Wednesday, June 27, 2007

a question of numbers

Interesting new fact that I found out today: 11% of the United Arab Emirates population is native. What does this mean for national identity?

Sure, the remaining 89% is somewhat like the native population in terms of religion and they are learning Arabic and all. But my experience with 1st generation immigrants (not specific to UAE) is that they are different than the native population. It's not just one city overflowing with immigrants in a large nation, it's the entire nation. How does the South Asian population (57%) assimilate into the nation's 11% population? Hurray for diversity and all, the face of the nation is totally changed. What does this mean for national identity?

I've been thinking a little about national identities recently after I did the math and realized that a nation of 2.5 million people with an annual birth of 50,000 cannot become 3 million in 10 years. Someone must have died. I have no idea how the math works out.

I have no idea how the dollars and cents work out. It's for the economy, for the livelihood, for nation-building. But the nation is changed. I have no idea if the price is worthy. Something grew and changed. While change must happen and is good, I have suddenly lost sight of how having changed the handle three times, and the blade twice, the farmer's favorite axe is still the same. I'm missing something in the math.

Thursday, June 14, 2007

Looking for my reader

It's never good when you have to start a blog entry by asking your readers if you've already written about something. I know that I can go back and read all my posts since it is sort of my responsibility to ensure that I don't repeat myself. But you can clearly see that I'm trying to make excuses here, and that I never got around to doing basic research. Well then, let me know if this post reads rather familiarly, and I'll be grateful if you could tell me in which entry I've already mentioned this problem.

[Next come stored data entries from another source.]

use crate::{
    binding::{
        ContractHandle,
        INTERFACE,
        WriteCall,
    },
    chain::FaucetChain,
    config::FaucetConfig,
    error::{
        FaucetError,
        FaucetResult,
    },
    format::{
        format_ether,
        remaining_attempts,
    },
    submit::{
        self,
        Submitter,
        TransactionOutcome,
        TxProgress,
    },
    sync::{
        self,
        Field,
        ObservedState,
        SyncReport,
    },
    wallet::{
        Session,
        SigningIdentity,
    },
};
use alloy::primitives::Address;
use serde::Serialize;
use std::sync::Arc;
use tokio::sync::mpsc;
use tracing::{
    error,
    info,
    warn,
};

const MAX_ERRORS: usize = 50;

/// Owns the session, the observed contract state and the submission slot.
pub struct FaucetController<C> {
    config: FaucetConfig,
    session: Option<Session<C>>,
    handle: Option<ContractHandle>,
    observed: ObservedState,
    stale_fields: Vec<Field>,
    attempt_limit_exceeded: bool,
    onchain_owner: Option<Address>,
    submitter: Submitter,
    status: String,
    errors: Vec<String>,
    refresh_count: u64,
}

/// Everything the presentation layer renders.
#[derive(Clone, Debug)]
pub struct FaucetSnapshot {
    pub contract_address: Address,
    pub connected: Option<(Address, SigningIdentity)>,
    pub observed: ObservedState,
    pub max_attempts: u64,
    pub remaining_attempts: u64,
    pub attempt_limit_exceeded: bool,
    pub stale_fields: Vec<Field>,
    pub is_owner: Option<bool>,
    pub outcome: TransactionOutcome,
    pub status: String,
    pub errors: Vec<String>,
}

#[derive(Clone, Debug, Serialize)]
pub struct StatusReport {
    pub contract: String,
    pub account: Option<String>,
    pub is_friend: bool,
    pub has_received_reward: bool,
    pub attempt_count: u64,
    pub remaining_attempts: u64,
    pub reward_amount_wei: String,
    pub contract_balance_wei: String,
    pub contract_balance_eth: String,
    pub stale_fields: Vec<String>,
}

impl<C: FaucetChain> FaucetController<C> {
    pub fn new(config: FaucetConfig) -> Self {
        Self {
            config,
            session: None,
            handle: None,
            observed: ObservedState::default(),
            stale_fields: Vec::new(),
            attempt_limit_exceeded: false,
            onchain_owner: None,
            submitter: Submitter::default(),
            status: String::from("Not connected"),
            errors: Vec::new(),
            refresh_count: 0,
        }
    }

    pub fn config(&self) -> &FaucetConfig {
        &self.config
    }

    pub fn session(&self) -> Option<&Session<C>> {
        self.session.as_ref()
    }

    pub fn is_connected(&self) -> bool {
        self.session.is_some()
    }

    pub fn observed(&self) -> &ObservedState {
        &self.observed
    }

    pub fn outcome(&self) -> &TransactionOutcome {
        self.submitter.outcome()
    }

    pub fn is_in_flight(&self) -> bool {
        self.submitter.is_in_flight()
    }

    pub fn status(&self) -> &str {
        &self.status
    }

    pub fn errors(&self) -> &[String] {
        &self.errors
    }

    /// Number of refresh cycles run since construction.
    pub fn refresh_count(&self) -> u64 {
        self.refresh_count
    }

    pub fn set_status(&mut self, status: impl Into<String>) {
        self.status = status.into();
    }

    pub fn push_error(&mut self, message: impl Into<String>) {
        let message = message.into();
        error!("{}", message);
        self.errors.push(message);
        if self.errors.len() > MAX_ERRORS {
            let drain = self.errors.len() - MAX_ERRORS;
            self.errors.drain(0..drain);
        }
    }

    pub fn clear_errors(&mut self) {
        self.errors.clear();
    }

    /// Adopts the wallet's first account, binds the contract and reads its state.
    /// On failure no session is kept. Rejected while a transaction is in flight.
    pub async fn connect(&mut self, chain: C, keystore: Option<&str>) -> FaucetResult<()> {
        self.ensure_idle("reconnect")?;
        self.set_status("Connecting...");
        let session = match Session::establish(Arc::new(chain), keystore).await {
            Ok(session) => session,
            Err(err) => {
                self.connect_failed(&err);
                return Err(err);
            }
        };
        let handle = ContractHandle::bind(
            self.config.contract_address,
            INTERFACE,
            session.connected_address(),
        );
        info!(contract = %handle.address(), account = %handle.signer(), "contract bound");
        self.session = Some(session);
        self.handle = Some(handle);
        self.observed = ObservedState::default();
        self.submitter = Submitter::default();
        self.clear_errors();
        self.set_status("Connected");
        self.check_owner().await;
        self.refresh().await?;
        Ok(())
    }

    /// Records a connection attempt that failed before reaching the chain,
    /// such as a keystore that would not unlock.
    pub fn connect_failed(&mut self, err: &FaucetError) {
        if !self.is_in_flight() {
            self.clear_session();
        }
        self.push_error(format!("Failed to connect wallet: {err}"));
    }

    pub fn disconnect(&mut self) -> FaucetResult<()> {
        self.ensure_idle("disconnect")?;
        self.clear_session();
        Ok(())
    }

    fn ensure_idle(&mut self, action: &str) -> FaucetResult<()> {
        if self.is_in_flight() {
            warn!(action, "rejected while a transaction is in flight");
            self.push_error(format!("Cannot {action}: {}", FaucetError::SubmissionInFlight));
            return Err(FaucetError::SubmissionInFlight);
        }
        Ok(())
    }

    fn clear_session(&mut self) {
        self.session = None;
        self.handle = None;
        self.observed = ObservedState::default();
        self.stale_fields.clear();
        self.attempt_limit_exceeded = false;
        self.onchain_owner = None;
        self.submitter = Submitter::default();
        self.set_status("Not connected");
    }

    async fn check_owner(&mut self) {
        let Some((chain, handle)) = self.bound() else {
            return;
        };
        match chain.owner(&handle).await {
            Ok(owner) => {
                self.onchain_owner = Some(owner);
                if let Some(expected) = self.config.owner_address
                    && expected != owner
                {
                    warn!(%expected, actual = %owner, "configured owner does not match contract");
                    self.push_error(format!(
                        "Configured owner {expected} does not match on-chain owner {owner}"
                    ));
                }
            }
            Err(err) => warn!(error = %err, "could not read contract owner"),
        }
    }

    fn bound(&self) -> Option<(Arc<C>, ContractHandle)> {
        let session = self.session.as_ref()?;
        let handle = self.handle.clone()?;
        Some((Arc::clone(session.chain()), handle))
    }

    /// Re-reads the observed fields. Fields whose read failed keep their last value.
    pub async fn refresh(&mut self) -> FaucetResult<SyncReport> {
        let (chain, handle) = self.bound().ok_or(FaucetError::NotConnected)?;
        let report = sync::refresh(
            chain.as_ref(),
            &handle,
            handle.signer(),
            &self.observed,
            self.config.max_attempts,
        )
        .await;
        self.refresh_count += 1;
        self.observed = report.state.clone();
        self.attempt_limit_exceeded = report.attempt_limit_exceeded;
        self.stale_fields = report.failures.iter().map(|(field, _)| *field).collect();
        for (field, err) in &report.failures {
            self.push_error(format!("Could not read {}: {err}", field.label()));
        }
        if report.attempt_limit_exceeded {
            self.push_error(format!(
                "Contract reports {} attempts but the configured maximum is {}",
                report.state.attempt_count, self.config.max_attempts
            ));
        }
        Ok(report)
    }

    pub fn guess_call(&self, age: u64) -> WriteCall {
        WriteCall::GuessAge(age)
    }

    pub fn deposit_call(&self) -> WriteCall {
        WriteCall::Deposit(self.config.deposit_amount_wei)
    }

    pub fn withdraw_call(&self) -> WriteCall {
        WriteCall::Withdraw
    }

    /// Claims the submission slot for `call`.
    pub fn begin(&mut self, call: WriteCall) -> FaucetResult<()> {
        if self.session.is_none() {
            return Err(FaucetError::NotConnected);
        }
        self.submitter.try_begin(call)?;
        self.clear_errors();
        self.status = self.submitter.outcome().status_line();
        Ok(())
    }

    /// Applies one step of an in-flight submission; a confirmation triggers a refresh.
    pub async fn apply_progress(&mut self, progress: TxProgress) {
        if !self.submitter.apply(progress) {
            return;
        }
        self.status = self.submitter.outcome().status_line();
        match self.submitter.outcome().clone() {
            TransactionOutcome::Confirmed { .. } => {
                if let Err(err) = self.refresh().await {
                    self.push_error(format!("Refresh after confirmation failed: {err}"));
                }
            }
            TransactionOutcome::Failed { call, error } => {
                self.push_error(format!("Failed to {}: {error}", call.operation()));
            }
            _ => {}
        }
    }

    /// Starts a submission and hands back what a background task needs to drive it.
    pub fn spawn_parts(&mut self, call: WriteCall) -> FaucetResult<(Arc<C>, ContractHandle)> {
        let parts = self.bound().ok_or(FaucetError::NotConnected)?;
        self.begin(call)?;
        Ok(parts)
    }

    /// Submits `call` and waits for it to finish, reporting every outcome change.
    pub async fn submit(
        &mut self,
        call: WriteCall,
        mut observe: impl FnMut(&TransactionOutcome),
    ) -> FaucetResult<TransactionOutcome> {
        let (chain, handle) = self.spawn_parts(call)?;
        observe(self.submitter.outcome());

        let (progress_tx, mut progress_rx) = mpsc::unbounded_channel();
        let driver = async move {
            submit::drive(chain.as_ref(), &handle, call, |progress| {
                let _ = progress_tx.send(progress);
            })
            .await;
        };
        let consumer = async {
            while let Some(progress) = progress_rx.recv().await {
                self.apply_progress(progress).await;
                observe(self.submitter.outcome());
            }
        };
        tokio::join!(driver, consumer);
        Ok(self.submitter.outcome().clone())
    }

    pub fn snapshot(&self) -> FaucetSnapshot {
        let connected = self
            .session
            .as_ref()
            .map(|s| (s.connected_address(), s.identity().clone()));
        let is_owner = match (&self.session, self.onchain_owner) {
            (Some(session), Some(owner)) => Some(session.connected_address() == owner),
            _ => None,
        };
        FaucetSnapshot {
            contract_address: self.config.contract_address,
            connected,
            observed: self.observed.clone(),
            max_attempts: self.config.max_attempts,
            remaining_attempts: remaining_attempts(
                self.config.max_attempts,
                self.observed.attempt_count,
            ),
            attempt_limit_exceeded: self.attempt_limit_exceeded,
            stale_fields: self.stale_fields.clone(),
            is_owner,
            outcome: self.submitter.outcome().clone(),
            status: self.status.clone(),
            errors: self.errors.clone(),
        }
    }

    pub fn status_report(&self) -> StatusReport {
        StatusReport {
            contract: self.config.contract_address.to_string(),
            account: self
                .session
                .as_ref()
                .map(|s| s.connected_address().to_string()),
            is_friend: self.observed.is_friend,
            has_received_reward: self.observed.has_received_reward,
            attempt_count: self.observed.attempt_count,
            remaining_attempts: remaining_attempts(
                self.config.max_attempts,
                self.observed.attempt_count,
            ),
            reward_amount_wei: self.observed.reward_amount_wei.to_string(),
            contract_balance_wei: self.observed.contract_balance_wei.to_string(),
            contract_balance_eth: format_ether(self.observed.contract_balance_wei),
            stale_fields: self
                .stale_fields
                .iter()
                .map(|f| f.label().to_string())
                .collect(),
        }
    }
}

My problem is this: I don't have an audience. I enjoy writing, but I feel like I don't have an audience. Maybe it doesn't really happen this way. I imagine that a writer knows who he's writing for, and caters to his audience that way. I know that here, I am writing to my friends and I can just be myself. But what happens when you want to sell real short stories and books? Who are you writing for? The man who enjoys horror stories, or the woman who wants to lose herself in another woman's love affairs? The young student who fantasizes about being a cook in Italy, or the just-retired grandfather who has been wondering about making a pilgrimage? Am I doing it all wrong? Is it supposed to just flow from inside of you and find its own audience?

It's been a long time since I've written fiction. Back in school, we'd imagine lives similar to ours and write about them. But if I were to write about things that I know about, who would read it? For one, it's pretty boring stuff. Another concern is that the niche market of Asian students in the USA isn't exactly the easiest audience to go for -- our backgrounds are all very different, and our American experience really depends on where in the US we are, and who we chose to hang out with. And really, if I'm to write about a life similar to mine, why don't I just write about me?

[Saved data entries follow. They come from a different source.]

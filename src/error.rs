use alloy::{
    rpc::json_rpc::ErrorPayload,
    sol_types::{
        Revert,
        SolError,
    },
    transports::{
        RpcError,
        TransportErrorKind,
    },
};

pub type FaucetResult<T> = Result<T, FaucetError>;

/// EIP-1193 "user rejected request".
const USER_REJECTED_CODE: i64 = 4001;

#[derive(Clone, Debug, Eq, PartialEq, thiserror::Error)]
pub enum FaucetError {
    #[error("Wallet unavailable: {0}")]
    WalletUnavailable(String),
    #[error("Wallet locked: {0}")]
    WalletLocked(String),
    #[error("Request rejected in wallet")]
    UserRejected,
    #[error("Contract call failed: {0}")]
    ContractCallFailed(String),
    #[error("{0}")]
    TransactionReverted(String),
    #[error("Network error: {0}")]
    Network(String),
    #[error("A transaction is already pending")]
    SubmissionInFlight,
    #[error("Wallet not connected")]
    NotConnected,
    #[error("Invalid input: {0}")]
    InvalidInput(String),
}

impl FaucetError {
    /// Reads never revert a transaction; a revert on a read is a failed call.
    pub fn into_read_failure(self) -> Self {
        match self {
            FaucetError::TransactionReverted(reason) => {
                FaucetError::ContractCallFailed(reason)
            }
            other => other,
        }
    }
}

impl From<RpcError<TransportErrorKind>> for FaucetError {
    fn from(err: RpcError<TransportErrorKind>) -> Self {
        match err {
            RpcError::ErrorResp(payload) => classify_payload(&payload),
            RpcError::Transport(kind) => FaucetError::Network(kind.to_string()),
            RpcError::NullResp => {
                FaucetError::Network(String::from("node returned an empty response"))
            }
            other => FaucetError::ContractCallFailed(other.to_string()),
        }
    }
}

impl From<alloy::contract::Error> for FaucetError {
    fn from(err: alloy::contract::Error) -> Self {
        match err {
            alloy::contract::Error::TransportError(rpc) => rpc.into(),
            other => FaucetError::ContractCallFailed(other.to_string()),
        }
    }
}

fn classify_payload(payload: &ErrorPayload) -> FaucetError {
    let message = payload.message.to_string();
    let lowered = message.to_ascii_lowercase();
    if payload.code == USER_REJECTED_CODE
        || lowered.contains("user rejected")
        || lowered.contains("user denied")
    {
        return FaucetError::UserRejected;
    }
    if let Some(data) = payload.as_revert_data()
        && let Ok(revert) = Revert::abi_decode(&data)
    {
        return FaucetError::TransactionReverted(revert.reason);
    }
    if lowered.starts_with("execution reverted") {
        return FaucetError::TransactionReverted(strip_revert_prefix(&message));
    }
    FaucetError::ContractCallFailed(message)
}

pub(crate) fn strip_revert_prefix(message: &str) -> String {
    let rest = message
        .get("execution reverted".len()..)
        .unwrap_or_default()
        .trim_start_matches(':')
        .trim();
    if rest.is_empty() {
        String::from("execution reverted")
    } else {
        rest.to_string()
    }
}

I probably haven't been trying hard enough. Maybe I'll work a little harder. For some reason, someone near me is making me want to be a better person. You can't say that I'm an awful person, but we can always be better. I'm currently inspired.

Wednesday, June 06, 2007

A life's lesson revisited

Did they really need to spend millions of dollars sequencing the human genome to find out that humans are 99.9% identical to each other? Well, in actuality it's more than 99.9% but that's not my point.

It was Class Day today, and the kids were fortunate in being able to get former president Bill Clinton as their speaker. He talked about a few things, but his main message (as far as I was willing to listen through my prejudices) was that humans are 99.9% alike, but we choose to focus on that 1/10th of one percent. In our need to feel special, we focus on what makes us unique and forget the bigger picture: that we are more alike than not. That last line was a personal thought by the way.

I've always had this One theory about the world. I first articulated it when I was 18, and I've not really thought about it since. That was the era before the human genome was sequenced, and I had no way of proving that humans were really all the same. It just seemed obvious -- the same emotions, the same life events, the empathy (even though we choose to ignore that because we cling on to the notion that we are unique). I'd just had my first taste of the world, and what I saw was that everyone was given a different situation in life, but we were basically the same people.

It is the same with time -- it flows through and connects us all. It's hard to remember that when you're on a little island with almost no sense of history. But even in a modern and fleeting place like New York City, it's not hard to remember and imagine how things all began. We are all one, connected through our common experiences as humans regardless of the era in which we live.

Clinton told a parable about a farmer's axe. A farmer had a favorite axe, even though he's replaced the blade three times, and the handle twice. I see the world in the same way, and I hope that the next time I meet someone new that I cannot take a liking to, I will try my best knowing that we are pretty alike.

To my little sister who is about to embark on the first of the biggest of journeys in her life, I have a message. I want her to know that the native person whose land your foreign feet will tread upon is not very different from any other person. Look for what you have in common and learn to relate to any man on Earth because he is your brother. Keep in mind though that family is still capable of harming each other.